As indicated in an earlier SAMHSA report, Substance Abuse Treatment Admissions Involving Abuse of Pain Relievers: 1998 and 2008, the treatment admission rate for opiates other than heroin (mainly narcotic pain relievers) rose 345 percent nationwide during these 11 years. The new study shows that increased admissions for pain reliever abuse occurred in every region of the nation and were highest in the New England (Conn., Mass., Maine, N.H., R.I. and Vt.) and the East South Central states (Ala., Ky., Miss. and Tenn.).

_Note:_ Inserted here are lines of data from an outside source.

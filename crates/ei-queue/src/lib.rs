//! Email Queue (C5): a priority queue of message ids with visibility
//! timeout, dedup against a processed-set, and a DLQ for ids that
//! exhaust retries at the worker pool. Built entirely on
//! `ei_store::Store`'s sorted-queue and set primitives — there is no
//! state here that the store doesn't own.

pub mod error;

pub use error::QueueError;

use chrono::Utc;
use ei_store::Store;
use serde::{Deserialize, Serialize};
use std::sync::Arc;
use std::time::Duration;
use tracing::{debug, warn};

pub type Result<T> = std::result::Result<T, QueueError>;

const PROCESSED_SET: &str = "email:processed";
const MAIN_QUEUE: &str = "queue:emails";
const INFLIGHT_SET: &str = "queue:processing";
const DLQ: &str = "queue:failed";

const PROCESSED_TTL: Duration = Duration::from_secs(30 * 24 * 3600);
const PAYLOAD_TTL: Duration = Duration::from_secs(24 * 3600);
const RETRY_TTL: Duration = Duration::from_secs(7 * 24 * 3600);
const VISIBILITY_TIMEOUT: Duration = Duration::from_secs(300);

fn payload_key(id: &str) -> String {
    format!("email:data:{id}")
}

fn retry_key(id: &str) -> String {
    format!("email:retry:{id}")
}

#[derive(Debug, Clone, Serialize, Deserialize)]
pub struct DeadLetter {
    pub id: String,
    pub error: String,
    pub attempt_count: i64,
    pub failed_at: chrono::DateTime<Utc>,
}

pub struct EmailQueue {
    store: Arc<Store>,
}

impl EmailQueue {
    pub fn new(store: Arc<Store>) -> Self {
        Self { store }
    }

    /// Admit `id` with `payload` unless it's already processed, queued,
    /// or in flight. `priority` defaults to the current unix timestamp
    /// (earlier enqueue = earlier dequeue).
    pub async fn enqueue(&self, id: &str, payload: &str, priority: Option<f64>) -> Result<Option<String>> {
        let score = priority.unwrap_or_else(now_score);
        let admitted = self.store.claim_new(PROCESSED_SET, MAIN_QUEUE, INFLIGHT_SET, id, score).await?;
        if !admitted {
            return Ok(None);
        }
        self.store.set_ex(&payload_key(id), payload, PAYLOAD_TTL).await?;
        Ok(Some(id.to_string()))
    }

    /// Batch form of [`enqueue`](Self::enqueue) in one round trip.
    /// Priorities within the batch get a stable tiebreaker
    /// (`base + i * 1e-3`) so insertion order survives equal base
    /// priorities.
    pub async fn enqueue_batch(&self, items: &[(String, String)]) -> Result<Vec<String>> {
        if items.is_empty() {
            return Ok(Vec::new());
        }
        let base = now_score();
        let scored: Vec<(String, f64)> = items
            .iter()
            .enumerate()
            .map(|(i, (id, _))| (id.clone(), base + i as f64 * 1e-3))
            .collect();

        let admitted = self.store.claim_new_batch(PROCESSED_SET, MAIN_QUEUE, INFLIGHT_SET, &scored).await?;

        let mut accepted = Vec::new();
        for ((id, payload), was_admitted) in items.iter().zip(admitted.into_iter()) {
            if was_admitted {
                self.store.set_ex(&payload_key(id), payload, PAYLOAD_TTL).await?;
                accepted.push(id.clone());
            }
        }
        Ok(accepted)
    }

    /// Atomically dequeue up to `n` ids into the in-flight set, then
    /// fetch their payloads. An id whose payload has already expired
    /// (TTL raced ahead of the dequeue) is re-queued rather than
    /// silently dropped.
    pub async fn dequeue_batch(&self, n: u64) -> Result<Vec<(String, String)>> {
        let ids = self
            .store
            .atomic_dequeue(MAIN_QUEUE, INFLIGHT_SET, n, VISIBILITY_TIMEOUT, now_score())
            .await?;
        if ids.is_empty() {
            return Ok(Vec::new());
        }
        metrics::counter!("ei.queue.dequeued_total").increment(ids.len() as u64);

        let mut out = Vec::with_capacity(ids.len());
        for id in ids {
            match self.store.get(&payload_key(id.as_str())).await? {
                Some(payload) => out.push((id, payload)),
                None => {
                    warn!(id = %id, "dequeued id had no payload, re-queueing");
                    self.store.remove(INFLIGHT_SET, &id).await?;
                    self.store.push(MAIN_QUEUE, &id, now_score()).await?;
                }
            }
        }
        Ok(out)
    }

    pub async fn mark_processed(&self, ids: &[String]) -> Result<()> {
        for id in ids {
            self.store.remove(INFLIGHT_SET, id).await?;
            self.store.del(&payload_key(id)).await?;
            self.store.add(PROCESSED_SET, &[id.clone()]).await?;
        }
        if !ids.is_empty() {
            self.store.expire(PROCESSED_SET, PROCESSED_TTL).await?;
        }
        Ok(())
    }

    pub async fn mark_failed(&self, id: &str, error: &str) -> Result<()> {
        self.store.remove(INFLIGHT_SET, id).await?;
        let attempt_count = self.store.hincrby(&retry_key(id), "attempts", 1).await?;
        self.store.expire(&retry_key(id), RETRY_TTL).await?;

        let entry = DeadLetter {
            id: id.to_string(),
            error: error.to_string(),
            attempt_count,
            failed_at: Utc::now(),
        };
        let serialized = serde_json::to_string(&entry)?;
        self.store.lpush(DLQ, &serialized).await?;
        debug!(id, attempt_count, "moved to dead-letter queue");
        Ok(())
    }

    /// Move every in-flight entry whose visibility deadline has passed
    /// back onto the main queue. Run periodically by the worker pool.
    pub async fn reclaim_expired(&self) -> Result<u64> {
        let expired = self.store.range_by_score(INFLIGHT_SET, now_score()).await?;
        for id in &expired {
            if self.store.remove(INFLIGHT_SET, id).await? {
                self.store.push(MAIN_QUEUE, id, now_score()).await?;
            }
        }
        if !expired.is_empty() {
            warn!(count = expired.len(), "reclaimed expired in-flight entries");
        }
        Ok(expired.len() as u64)
    }

    pub async fn is_pending(&self, id: &str) -> Result<bool> {
        if self.store.score(MAIN_QUEUE, id).await?.is_some() {
            return Ok(true);
        }
        Ok(self.store.score(INFLIGHT_SET, id).await?.is_some())
    }

    pub async fn processed_count(&self) -> Result<u64> {
        Ok(self.store.card(PROCESSED_SET).await?)
    }

    pub async fn pending_count(&self) -> Result<u64> {
        let count = self.store.zcard(MAIN_QUEUE).await?;
        metrics::gauge!("ei.queue.pending").set(count as f64);
        Ok(count)
    }

    pub async fn in_flight_count(&self) -> Result<u64> {
        Ok(self.store.zcard(INFLIGHT_SET).await?)
    }

    pub async fn failed_count(&self) -> Result<u64> {
        Ok(self.store.llen(DLQ).await?)
    }

    pub async fn dead_letters(&self, limit: isize) -> Result<Vec<DeadLetter>> {
        let raw = self.store.lrange(DLQ, 0, limit.saturating_sub(1)).await?;
        let mut out = Vec::with_capacity(raw.len());
        for entry in raw {
            out.push(serde_json::from_str(&entry)?);
        }
        Ok(out)
    }
}

fn now_score() -> f64 {
    Utc::now().timestamp_millis() as f64 / 1000.0
}

#[cfg(test)]
mod tests {
    use super::*;

    #[test]
    fn dead_letter_round_trips_through_json() {
        let entry = DeadLetter {
            id: "abc".to_string(),
            error: "boom".to_string(),
            attempt_count: 3,
            failed_at: Utc::now(),
        };
        let serialized = serde_json::to_string(&entry).unwrap();
        let parsed: DeadLetter = serde_json::from_str(&serialized).unwrap();
        assert_eq!(parsed.id, "abc");
        assert_eq!(parsed.attempt_count, 3);
    }

    #[test]
    fn stable_tiebreaker_preserves_order() {
        let base = 1_000.0;
        let scores: Vec<f64> = (0..5).map(|i| base + i as f64 * 1e-3).collect();
        for window in scores.windows(2) {
            assert!(window[0] < window[1]);
        }
    }
}
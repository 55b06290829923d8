//! Rate-Limit Governor (C2): a counter per logical API channel, backed by
//! the shared store's `incr`/TTL so every process calling the same
//! provider shares one window.

use ei_store::Store;
use std::sync::Arc;
use std::time::Duration;
use tracing::{debug, warn};

#[derive(Debug, Clone, Copy)]
pub struct RateLimitOutcome {
    pub allowed: bool,
    pub current_count: i64,
}

#[derive(Clone)]
pub struct RateLimitGovernor {
    store: Arc<Store>,
    shutdown: tokio::sync::watch::Receiver<bool>,
}

impl RateLimitGovernor {
    pub fn new(store: Arc<Store>, shutdown: tokio::sync::watch::Receiver<bool>) -> Self {
        Self { store, shutdown }
    }

    /// `check_and_reserve` per §4.2: `incr` the channel's counter; if this
    /// was the first increment in the window, set its TTL. Allowed iff the
    /// post-increment count is within `limit`.
    pub async fn check_and_reserve(&self, channel: &str, limit: u64, window: Duration) -> ei_common::Result<RateLimitOutcome> {
        let key = format!("ratelimit:{channel}");
        let count = self
            .store
            .incr(&key)
            .await
            .map_err(|e| ei_common::IngestError::Store(e.to_string()))?;

        if count == 1 {
            self.store
                .expire(&key, window)
                .await
                .map_err(|e| ei_common::IngestError::Store(e.to_string()))?;
        }

        let allowed = count <= limit as i64;
        if !allowed {
            metrics::counter!("ei.ratelimit.denied_total", "channel" => channel.to_string()).increment(1);
        }
        Ok(RateLimitOutcome { allowed, current_count: count })
    }

    /// Check, and if denied, sleep for `retry_delay` and check again,
    /// looping until allowed or the governor's shutdown signal fires.
    /// Returns `Ok(false)` if shutdown interrupted the wait.
    pub async fn wait_for_permit(
        &self,
        channel: &str,
        limit: u64,
        window: Duration,
        retry_delay: Duration,
    ) -> ei_common::Result<bool> {
        let mut shutdown = self.shutdown.clone();
        loop {
            let outcome = self.check_and_reserve(channel, limit, window).await?;
            if outcome.allowed {
                return Ok(true);
            }
            warn!(channel, count = outcome.current_count, limit, "rate limit exceeded, waiting");
            tokio::select! {
                _ = tokio::time::sleep(retry_delay) => {
                    debug!(channel, "rechecking rate limit after delay");
                }
                _ = shutdown.changed() => {
                    if *shutdown.borrow() {
                        return Ok(false);
                    }
                }
            }
        }
    }
}

#[cfg(test)]
mod tests {
    use super::*;

    fn outcome(count: i64, limit: u64) -> RateLimitOutcome {
        RateLimitOutcome { allowed: count <= limit as i64, current_count: count }
    }

    #[test]
    fn allowed_boundary() {
        assert!(outcome(100, 100).allowed);
        assert!(!outcome(101, 100).allowed);
    }
}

The new study provided mixed news concerning heroin -- nationwide the rate of heroin admissions dropped by 3 percent from 1998 to 2008, but this drop was not uniform and in many states the levels have actually risen. Heroin treatment admission rates were consistently highest in the New England and Middle Atlantic states.
"Drug addiction is a disease that requires the same kind of evidence-based, public health remedies called for with any chronic disease," said Gil Kerlikowske, Director of National Drug Control Policy. "This substantial rise in drug treatment admissions for illicit drugs, particularly for marijuana and misuse of prescription drugs, shines a necessary spotlight on these problems and the need for early intervention, treatment, and recovery support services for those affected by these disorders. That is why the Obama Administration has requested an increase of $137 million for FY 2011 to expand access for drug treatment programs across the United States."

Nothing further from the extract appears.